## [What needs to be done]
Your answer should be every line below that includes the word "sink".

[Saved data entries]

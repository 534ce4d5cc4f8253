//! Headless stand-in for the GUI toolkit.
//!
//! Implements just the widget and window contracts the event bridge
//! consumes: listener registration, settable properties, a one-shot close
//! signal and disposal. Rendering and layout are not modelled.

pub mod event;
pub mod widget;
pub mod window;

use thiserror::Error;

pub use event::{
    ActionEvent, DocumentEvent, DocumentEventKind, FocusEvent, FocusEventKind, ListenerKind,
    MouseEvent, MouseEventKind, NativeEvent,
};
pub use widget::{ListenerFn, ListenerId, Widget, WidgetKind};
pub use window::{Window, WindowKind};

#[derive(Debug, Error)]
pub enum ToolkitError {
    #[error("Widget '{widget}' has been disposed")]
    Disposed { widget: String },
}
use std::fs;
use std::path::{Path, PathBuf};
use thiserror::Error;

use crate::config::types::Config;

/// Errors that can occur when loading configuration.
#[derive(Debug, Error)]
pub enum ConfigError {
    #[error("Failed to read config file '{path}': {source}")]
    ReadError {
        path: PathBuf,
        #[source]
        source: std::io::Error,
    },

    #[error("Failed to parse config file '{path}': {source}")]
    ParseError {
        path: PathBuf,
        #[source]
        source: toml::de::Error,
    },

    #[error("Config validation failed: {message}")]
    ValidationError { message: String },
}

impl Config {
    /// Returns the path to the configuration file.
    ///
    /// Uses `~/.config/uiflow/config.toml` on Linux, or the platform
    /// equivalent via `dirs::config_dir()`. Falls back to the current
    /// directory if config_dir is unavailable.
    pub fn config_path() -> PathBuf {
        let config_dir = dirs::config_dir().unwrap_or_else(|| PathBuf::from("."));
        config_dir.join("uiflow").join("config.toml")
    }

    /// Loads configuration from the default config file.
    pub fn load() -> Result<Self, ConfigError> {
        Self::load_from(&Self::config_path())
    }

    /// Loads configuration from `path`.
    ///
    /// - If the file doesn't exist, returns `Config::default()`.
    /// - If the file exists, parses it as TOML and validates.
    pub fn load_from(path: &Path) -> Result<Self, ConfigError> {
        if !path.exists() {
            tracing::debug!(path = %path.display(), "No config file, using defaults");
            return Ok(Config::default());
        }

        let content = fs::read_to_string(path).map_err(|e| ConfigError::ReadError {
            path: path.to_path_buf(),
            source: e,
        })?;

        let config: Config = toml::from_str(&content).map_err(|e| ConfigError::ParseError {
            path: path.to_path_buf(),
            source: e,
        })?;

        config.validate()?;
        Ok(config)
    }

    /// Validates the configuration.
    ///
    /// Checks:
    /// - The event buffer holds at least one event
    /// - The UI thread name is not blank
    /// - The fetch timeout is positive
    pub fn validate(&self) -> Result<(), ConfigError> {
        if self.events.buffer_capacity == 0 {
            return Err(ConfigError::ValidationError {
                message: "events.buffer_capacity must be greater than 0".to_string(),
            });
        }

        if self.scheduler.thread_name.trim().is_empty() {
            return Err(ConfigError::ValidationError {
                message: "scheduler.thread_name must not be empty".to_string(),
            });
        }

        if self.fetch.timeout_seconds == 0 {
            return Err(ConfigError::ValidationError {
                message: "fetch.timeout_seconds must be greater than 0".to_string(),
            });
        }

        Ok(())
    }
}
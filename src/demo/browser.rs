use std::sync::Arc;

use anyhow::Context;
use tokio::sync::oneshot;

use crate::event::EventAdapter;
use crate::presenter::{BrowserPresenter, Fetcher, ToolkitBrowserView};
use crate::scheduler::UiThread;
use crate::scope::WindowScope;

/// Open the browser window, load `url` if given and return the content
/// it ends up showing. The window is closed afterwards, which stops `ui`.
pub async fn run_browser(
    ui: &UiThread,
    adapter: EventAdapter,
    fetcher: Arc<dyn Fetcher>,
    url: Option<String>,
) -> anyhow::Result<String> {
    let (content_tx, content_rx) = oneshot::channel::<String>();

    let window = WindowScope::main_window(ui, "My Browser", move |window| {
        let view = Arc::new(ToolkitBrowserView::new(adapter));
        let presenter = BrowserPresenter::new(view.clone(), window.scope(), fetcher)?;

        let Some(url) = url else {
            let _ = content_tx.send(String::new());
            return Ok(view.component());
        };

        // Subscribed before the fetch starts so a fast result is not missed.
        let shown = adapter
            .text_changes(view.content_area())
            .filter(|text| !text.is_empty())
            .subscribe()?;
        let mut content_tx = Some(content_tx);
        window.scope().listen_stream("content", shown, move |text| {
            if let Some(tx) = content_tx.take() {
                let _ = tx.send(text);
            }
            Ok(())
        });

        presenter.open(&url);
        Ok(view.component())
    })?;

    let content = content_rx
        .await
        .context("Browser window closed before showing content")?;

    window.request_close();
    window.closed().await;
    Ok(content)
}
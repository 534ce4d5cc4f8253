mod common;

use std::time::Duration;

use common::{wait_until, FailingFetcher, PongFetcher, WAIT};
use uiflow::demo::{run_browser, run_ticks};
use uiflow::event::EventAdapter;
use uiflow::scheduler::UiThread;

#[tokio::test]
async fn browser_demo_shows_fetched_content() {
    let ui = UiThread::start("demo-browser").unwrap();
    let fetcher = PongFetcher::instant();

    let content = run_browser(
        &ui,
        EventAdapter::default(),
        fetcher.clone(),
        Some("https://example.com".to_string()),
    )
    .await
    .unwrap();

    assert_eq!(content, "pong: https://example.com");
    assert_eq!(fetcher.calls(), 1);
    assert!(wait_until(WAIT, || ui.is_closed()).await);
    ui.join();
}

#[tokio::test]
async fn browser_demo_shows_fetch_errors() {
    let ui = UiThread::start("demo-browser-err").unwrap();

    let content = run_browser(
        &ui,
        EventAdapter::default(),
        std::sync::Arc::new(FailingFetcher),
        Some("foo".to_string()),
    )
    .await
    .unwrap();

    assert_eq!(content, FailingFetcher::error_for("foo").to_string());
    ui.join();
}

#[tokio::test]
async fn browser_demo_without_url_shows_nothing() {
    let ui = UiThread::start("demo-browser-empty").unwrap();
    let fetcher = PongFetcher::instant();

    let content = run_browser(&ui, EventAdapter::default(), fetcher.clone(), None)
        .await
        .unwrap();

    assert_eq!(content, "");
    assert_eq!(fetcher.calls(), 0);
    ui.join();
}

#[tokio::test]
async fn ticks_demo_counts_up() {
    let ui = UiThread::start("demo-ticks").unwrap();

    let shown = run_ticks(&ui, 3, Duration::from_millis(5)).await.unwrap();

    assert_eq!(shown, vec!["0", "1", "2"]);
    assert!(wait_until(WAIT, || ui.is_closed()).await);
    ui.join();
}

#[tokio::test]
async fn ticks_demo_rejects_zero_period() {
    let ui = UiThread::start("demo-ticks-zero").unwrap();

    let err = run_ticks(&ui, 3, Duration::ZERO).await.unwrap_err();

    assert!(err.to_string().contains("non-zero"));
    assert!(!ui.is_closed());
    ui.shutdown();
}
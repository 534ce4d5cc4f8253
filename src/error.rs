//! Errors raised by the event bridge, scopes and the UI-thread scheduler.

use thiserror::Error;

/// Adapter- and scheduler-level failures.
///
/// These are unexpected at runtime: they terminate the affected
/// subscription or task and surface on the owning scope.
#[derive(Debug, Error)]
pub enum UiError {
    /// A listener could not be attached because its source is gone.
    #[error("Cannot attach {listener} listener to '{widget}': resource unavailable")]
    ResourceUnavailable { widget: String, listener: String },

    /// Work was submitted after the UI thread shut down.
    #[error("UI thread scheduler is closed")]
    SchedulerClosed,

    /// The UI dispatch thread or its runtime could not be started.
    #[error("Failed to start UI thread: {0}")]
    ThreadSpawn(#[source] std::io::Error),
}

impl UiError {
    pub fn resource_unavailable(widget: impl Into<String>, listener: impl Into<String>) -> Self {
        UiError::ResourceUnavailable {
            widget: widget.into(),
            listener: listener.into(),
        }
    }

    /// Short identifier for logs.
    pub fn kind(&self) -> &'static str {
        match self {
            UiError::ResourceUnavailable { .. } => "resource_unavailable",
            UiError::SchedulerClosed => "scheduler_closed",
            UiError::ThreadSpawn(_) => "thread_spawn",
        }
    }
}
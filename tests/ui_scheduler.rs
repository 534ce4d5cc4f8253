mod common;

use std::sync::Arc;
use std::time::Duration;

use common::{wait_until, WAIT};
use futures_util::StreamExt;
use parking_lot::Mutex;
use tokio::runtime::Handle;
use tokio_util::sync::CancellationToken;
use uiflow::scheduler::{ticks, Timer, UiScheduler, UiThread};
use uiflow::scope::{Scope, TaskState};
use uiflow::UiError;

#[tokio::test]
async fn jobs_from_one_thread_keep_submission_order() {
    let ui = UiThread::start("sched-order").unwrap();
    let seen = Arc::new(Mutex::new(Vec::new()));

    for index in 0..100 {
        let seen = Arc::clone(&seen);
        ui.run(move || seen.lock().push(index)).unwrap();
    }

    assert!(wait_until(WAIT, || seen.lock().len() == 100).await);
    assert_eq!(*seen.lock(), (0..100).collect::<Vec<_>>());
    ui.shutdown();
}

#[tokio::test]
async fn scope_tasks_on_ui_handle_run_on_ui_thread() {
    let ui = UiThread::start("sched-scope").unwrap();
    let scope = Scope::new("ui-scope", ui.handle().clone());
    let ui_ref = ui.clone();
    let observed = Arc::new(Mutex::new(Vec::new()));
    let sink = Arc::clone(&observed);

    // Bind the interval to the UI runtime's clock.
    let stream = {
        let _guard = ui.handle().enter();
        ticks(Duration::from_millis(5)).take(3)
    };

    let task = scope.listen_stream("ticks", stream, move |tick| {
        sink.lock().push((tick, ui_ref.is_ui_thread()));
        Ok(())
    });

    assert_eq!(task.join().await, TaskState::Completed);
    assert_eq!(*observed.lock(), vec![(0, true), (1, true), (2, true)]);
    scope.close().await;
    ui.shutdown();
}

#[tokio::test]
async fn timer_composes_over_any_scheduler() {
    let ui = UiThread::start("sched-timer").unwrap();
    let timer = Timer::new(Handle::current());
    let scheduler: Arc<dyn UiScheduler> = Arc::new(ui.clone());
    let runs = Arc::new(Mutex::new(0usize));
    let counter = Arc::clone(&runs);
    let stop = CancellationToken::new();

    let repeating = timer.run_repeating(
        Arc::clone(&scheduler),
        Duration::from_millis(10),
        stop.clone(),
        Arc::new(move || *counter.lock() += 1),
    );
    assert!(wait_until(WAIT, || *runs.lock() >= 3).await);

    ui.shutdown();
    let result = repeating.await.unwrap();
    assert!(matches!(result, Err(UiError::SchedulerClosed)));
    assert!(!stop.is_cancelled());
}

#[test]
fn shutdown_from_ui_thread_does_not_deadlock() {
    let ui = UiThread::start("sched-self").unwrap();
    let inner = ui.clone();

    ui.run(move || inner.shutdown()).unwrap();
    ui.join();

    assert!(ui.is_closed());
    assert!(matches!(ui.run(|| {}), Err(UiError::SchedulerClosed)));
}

## [Exercise response]
    let sink = Arc::clone(&observed);
        sink.lock().push((tick, ui_ref.is_ui_thread()));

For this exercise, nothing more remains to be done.